In this video, I reverse engineer the protocol used by the HP 27201A.
The “major computer manufacturer” claim comes from the HP museum page for the SOM. There certainly were other speech synthesizers that were contemporary with this one, or perhaps even predated it. For example, the TI99/4A speech module. As such, I think it may come down to your definition of “major”.
Background
I bought this thing off ebay, not really knowing that much about it. The documentation on the web is really sparse, there’s basically on page and a half article that gives a few details.
The article was enough information to give me a couple of details:
- The module is designed to sit inline, between an HP 1000 or HP 3000 series minicomputer and a peripheral device, such as a terminal or line printer.
- The interface is RS-232 serial.
- The communication protocol is ASCII, and has 8 commands.

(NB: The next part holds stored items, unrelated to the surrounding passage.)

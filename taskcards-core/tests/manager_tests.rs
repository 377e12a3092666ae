use std::collections::HashSet;
use std::sync::Arc;

use taskcards_core::{
    decode_cards, decode_collections, ActiveCollection, CardInput, CollectionManager, CoreError,
    KvStore, LoadReport, MemoryKv, Priority, CARDS_KEY, COLLECTIONS_KEY,
};

fn fresh() -> (Arc<MemoryKv>, CollectionManager) {
    let kv = Arc::new(MemoryKv::new());
    let m = CollectionManager::open(kv.clone());
    (kv, m)
}

fn stored_cards(kv: &MemoryKv) -> Vec<taskcards_core::Card> {
    decode_cards(kv.get(CARDS_KEY).as_deref(), &mut LoadReport::default())
}

fn stored_collections(kv: &MemoryKv) -> Vec<taskcards_core::Collection> {
    decode_collections(kv.get(COLLECTIONS_KEY).as_deref(), &mut LoadReport::default())
}

#[test]
fn add_card_appends_with_unique_ids() {
    let (kv, mut m) = fresh();
    let mut ids = HashSet::new();
    for i in 0..25 {
        let before = m.cards().len();
        let c = m.add_card(CardInput::new(format!("card {i}"))).unwrap();
        assert_eq!(m.cards().len(), before + 1);
        assert_eq!(m.cards().last().unwrap().id, c.id);
        assert!(ids.insert(c.id));
    }
    assert_eq!(stored_cards(&kv).len(), 25);
}

#[test]
fn add_card_keeps_input_fields_and_dedups_tags() {
    let (_kv, mut m) = fresh();
    let c = m
        .add_card(
            CardInput::new("Reset MFA for locked users")
                .topic("Access")
                .label("IAM")
                .details("Use the admin console")
                .priority(Priority::High)
                .tags(["iam", "mfa", "iam"]),
        )
        .unwrap();
    assert_eq!(c.topic, "Access");
    assert_eq!(c.label.as_deref(), Some("IAM"));
    assert_eq!(c.details, "Use the admin console");
    assert_eq!(c.priority, Priority::High);
    assert_eq!(c.tags, vec!["iam", "mfa"]);
}

#[test]
fn update_card_preserves_id_and_created_at() {
    let (kv, mut m) = fresh();
    let original = m.add_card(CardInput::new("first").topic("A")).unwrap();

    let updated = m
        .update_card(&original.id, CardInput::new("second").topic("B").tags(["x"]))
        .unwrap();
    assert_eq!(updated.id, original.id);
    assert_eq!(updated.created_at, original.created_at);
    assert_eq!(updated.description, "second");
    assert_eq!(updated.topic, "B");
    assert_eq!(updated.tags, vec!["x"]);

    let stored = stored_cards(&kv);
    assert_eq!(stored, vec![updated]);
}

#[test]
fn update_and_remove_unknown_id_fail_without_writing() {
    let (kv, mut m) = fresh();
    m.add_card(CardInput::new("only")).unwrap();
    let writes = kv.write_count();

    assert_eq!(
        m.update_card("nope", CardInput::new("x")).unwrap_err(),
        CoreError::NotFound("card")
    );
    assert_eq!(m.remove_card("nope").unwrap_err(), CoreError::NotFound("card"));
    assert_eq!(kv.write_count(), writes);
    assert_eq!(m.cards().len(), 1);
}

#[test]
fn remove_card_drops_it_and_persists() {
    let (kv, mut m) = fresh();
    let a = m.add_card(CardInput::new("a")).unwrap();
    let b = m.add_card(CardInput::new("b")).unwrap();

    let removed = m.remove_card(&a.id).unwrap();
    assert_eq!(removed.id, a.id);
    assert_eq!(m.cards().len(), 1);
    assert_eq!(m.cards()[0].id, b.id);
    assert_eq!(stored_cards(&kv).len(), 1);
}

#[test]
fn list_cards_filters_topic_or_description() {
    let (_kv, mut m) = fresh();
    m.add_card(CardInput::new("Restart the mail relay").topic("Email")).unwrap();
    m.add_card(CardInput::new("Patch C++ toolchain").topic("Build")).unwrap();
    m.add_card(CardInput::new("Überprüfung der Änderungen").topic("Change")).unwrap();

    let all = m.list_cards("");
    assert_eq!(all, m.cards().to_vec());

    assert_eq!(m.list_cards("EMAIL").len(), 1);
    assert_eq!(m.list_cards("relay").len(), 1);
    assert_eq!(m.list_cards("c++").len(), 1);
    assert_eq!(m.list_cards("änderung").len(), 1);
    assert!(m.list_cards("nothing here").is_empty());
}

#[test]
fn save_as_upserts_by_name() {
    let (kv, mut m) = fresh();
    let a = m.add_card(CardInput::new("a")).unwrap();
    let b = m.add_card(CardInput::new("b")).unwrap();

    let first = m.save_as("Runbook", &[a.clone()]).unwrap();
    let second = m.save_as("Runbook", &[a.clone(), b.clone()]).unwrap();

    assert_eq!(m.collections().len(), 1);
    assert_eq!(second.id, first.id);
    assert_eq!(second.created_at, first.created_at);
    assert!(second.updated_at > first.updated_at);
    assert_eq!(second.cards, vec![a, b]);

    let stored = stored_collections(&kv);
    assert_eq!(stored.len(), 1);
    assert_eq!(stored[0], second);
}

#[test]
fn save_as_trims_name_and_rejects_blank() {
    let (kv, mut m) = fresh();
    assert_eq!(m.save_as("", &[]).unwrap_err(), CoreError::InvalidName);
    assert_eq!(m.save_as("   ", &[]).unwrap_err(), CoreError::InvalidName);
    assert!(m.collections().is_empty());
    assert_eq!(kv.write_count(), 0);

    let saved = m.save_as("  Ops  ", &[]).unwrap();
    assert_eq!(saved.name, "Ops");
    m.save_as("Ops", &[]).unwrap();
    assert_eq!(m.collections().len(), 1);
}

#[test]
fn save_as_does_not_rebind() {
    let (_kv, mut m) = fresh();
    m.create_new("Sprint 1").unwrap();
    m.save_as("Fork", &[]).unwrap();
    assert_eq!(m.active_collection(), Some("Sprint 1"));

    let (_kv, mut unbound) = fresh();
    unbound.save_as("Fork", &[]).unwrap();
    assert_eq!(unbound.active(), &ActiveCollection::Unbound);
}

#[test]
fn sprint_scenario() {
    let (kv, mut m) = fresh();
    m.add_card(CardInput::new("left over")).unwrap();

    let created = m.create_new("Sprint 1").unwrap();
    assert!(m.cards().is_empty());
    assert_eq!(m.collections().len(), 1);
    assert!(created.cards.is_empty());
    assert_eq!(m.active_collection(), Some("Sprint 1"));
    assert!(stored_cards(&kv).is_empty());

    let card = m.add_card(CardInput::new("write runbook")).unwrap();
    assert_eq!(m.cards().len(), 1);
    let bound = m.collection_by_name("Sprint 1").unwrap().clone();
    assert_eq!(bound.cards, vec![card.clone()]);
    assert_eq!(stored_collections(&kv)[0].cards, vec![card]);

    let saved = m.quick_save().unwrap();
    assert_eq!(m.collections().len(), 1);
    assert_eq!(saved.id, created.id);
    assert!(saved.updated_at > bound.updated_at);
}

#[test]
fn bound_collection_mirrors_edits_and_removals() {
    let (_kv, mut m) = fresh();
    m.create_new("Ops").unwrap();
    let c = m.add_card(CardInput::new("draft")).unwrap();
    m.update_card(&c.id, CardInput::new("final")).unwrap();
    assert_eq!(m.collection_by_name("Ops").unwrap().cards[0].description, "final");

    m.remove_card(&c.id).unwrap();
    assert!(m.collection_by_name("Ops").unwrap().cards.is_empty());
}

#[test]
fn unbound_edits_leave_collections_alone() {
    let (_kv, mut m) = fresh();
    let a = m.add_card(CardInput::new("a")).unwrap();
    let saved = m.save_as("Snapshot", &[a]).unwrap();

    m.add_card(CardInput::new("b")).unwrap();
    assert_eq!(m.collection_by_name("Snapshot").unwrap(), &saved);
}

#[test]
fn quick_save_without_binding_is_rejected() {
    let (_kv, mut m) = fresh();
    m.add_card(CardInput::new("a")).unwrap();
    assert_eq!(m.quick_save().unwrap_err(), CoreError::NoActiveCollection);
    assert!(m.collections().is_empty());
}

#[test]
fn create_new_rejects_blank_name_without_touching_state() {
    let (_kv, mut m) = fresh();
    m.add_card(CardInput::new("keep me")).unwrap();
    assert_eq!(m.create_new(" \t ").unwrap_err(), CoreError::InvalidName);
    assert_eq!(m.cards().len(), 1);
    assert_eq!(m.active(), &ActiveCollection::Unbound);
}

#[test]
fn create_new_over_existing_name_empties_it() {
    let (_kv, mut m) = fresh();
    let a = m.add_card(CardInput::new("a")).unwrap();
    let first = m.save_as("Reuse", &[a]).unwrap();

    let again = m.create_new("Reuse").unwrap();
    assert_eq!(again.id, first.id);
    assert!(again.cards.is_empty());
    assert_eq!(m.collections().len(), 1);
}

#[test]
fn load_copies_cards_and_binds() {
    let (kv, mut m) = fresh();
    let a = m.add_card(CardInput::new("a")).unwrap();
    let saved = m.save_as("Saved", &[a.clone()]).unwrap();
    m.add_card(CardInput::new("b")).unwrap();

    let loaded = m.load(&saved.id).unwrap().to_vec();
    assert_eq!(loaded, vec![a.clone()]);
    assert_eq!(m.active_collection(), Some("Saved"));
    assert_eq!(stored_cards(&kv), vec![a]);

    // The active list is a copy: editing it goes through the binding, not aliasing.
    m.add_card(CardInput::new("c")).unwrap();
    assert_eq!(m.collection(&saved.id).unwrap().cards.len(), 2);
}

#[test]
fn load_unknown_id_leaves_state_alone() {
    let (_kv, mut m) = fresh();
    m.add_card(CardInput::new("a")).unwrap();
    let before = m.cards().to_vec();

    assert_eq!(
        m.load("unknown-id").unwrap_err(),
        CoreError::NotFound("collection")
    );
    assert_eq!(m.cards(), &before[..]);
    assert_eq!(m.active(), &ActiveCollection::Unbound);
}

#[test]
fn load_then_save_as_same_name_is_idempotent() {
    let (_kv, mut m) = fresh();
    let a = m.add_card(CardInput::new("a")).unwrap();
    let b = m.add_card(CardInput::new("b")).unwrap();
    let saved = m.save_as("Stable", &[a, b]).unwrap();

    let cards = m.load(&saved.id).unwrap().to_vec();
    let again = m.save_as("Stable", &cards).unwrap();

    assert_eq!(again.id, saved.id);
    assert_eq!(again.name, saved.name);
    assert_eq!(again.cards, saved.cards);
    assert_eq!(again.created_at, saved.created_at);
}

#[test]
fn save_as_keeps_first_of_repeated_card_ids() {
    let (kv, mut m) = fresh();
    let a = m.add_card(CardInput::new("first")).unwrap();
    let mut twin = a.clone();
    twin.description = "second".into();

    let saved = m.save_as("Dup", &[a.clone(), twin]).unwrap();
    assert_eq!(saved.cards, vec![a.clone()]);
    assert_eq!(stored_collections(&kv)[0].cards, vec![a.clone()]);

    let loaded = m.load(&saved.id).unwrap();
    assert_eq!(loaded.len(), 1);
    assert_eq!(loaded[0].description, "first");

    m.remove_card(&a.id).unwrap();
    assert!(m.cards().is_empty());
    assert!(m.card(&a.id).is_none());
}

#[test]
fn list_collections_in_insertion_order() {
    let (_kv, mut m) = fresh();
    let a = m.add_card(CardInput::new("a")).unwrap();
    let b = m.add_card(CardInput::new("b")).unwrap();
    m.save_as("Zeta", &[a.clone()]).unwrap();
    m.save_as("Alpha", &[]).unwrap();
    m.save_as("Zeta", &[a, b]).unwrap();

    let list = m.list_collections();
    let names: Vec<&str> = list.iter().map(|s| s.name.as_str()).collect();
    assert_eq!(names, vec!["Zeta", "Alpha"]);
    assert_eq!(list[0].card_count, 2);
    assert_eq!(list[1].card_count, 0);

    let mut recent = list.clone();
    taskcards_core::sort_by_recent(&mut recent);
    assert_eq!(recent[0].name, "Zeta");
}

#[test]
fn reopen_restores_cards_and_collections_unbound() {
    let (kv, mut m) = fresh();
    m.create_new("Week 12").unwrap();
    m.add_card(CardInput::new("a").tags(["x"])).unwrap();
    m.add_card(CardInput::new("b")).unwrap();
    let cards = m.cards().to_vec();
    let collections = m.collections().to_vec();
    drop(m);

    let reopened = CollectionManager::open(kv);
    assert_eq!(reopened.cards(), &cards[..]);
    assert_eq!(reopened.collections(), &collections[..]);
    assert_eq!(reopened.active(), &ActiveCollection::Unbound);
    assert!(reopened.load_report().is_clean());
}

Unfortunately, the details about the protocol were pretty vague. For example, although I knew there was a DOWnload command, I didn’t know the arguments or syntax.
Pictures
Below are some pictures of the speech synthesizer:
It’s nice that the dip switch settings were documented right on the case, that would have made life a lot more difficult had they not been.
The internal view we can see a lot of things:
- A TMS5220 speech processor IC. Same chip as used by the popular TI99/4A speech synthesizer peripheral.
- Five 2K static RAM ICs. This is where the speech data is stored. There are jumpers next to each IC that allow an EPROM to be placed instead. Using an EPROM would allow you to use pre-stored speech data rather than having to download it on startup.
- A Z8 Microprocessor with a piggyback socket for a ROM. This is where the software for the speech module resides.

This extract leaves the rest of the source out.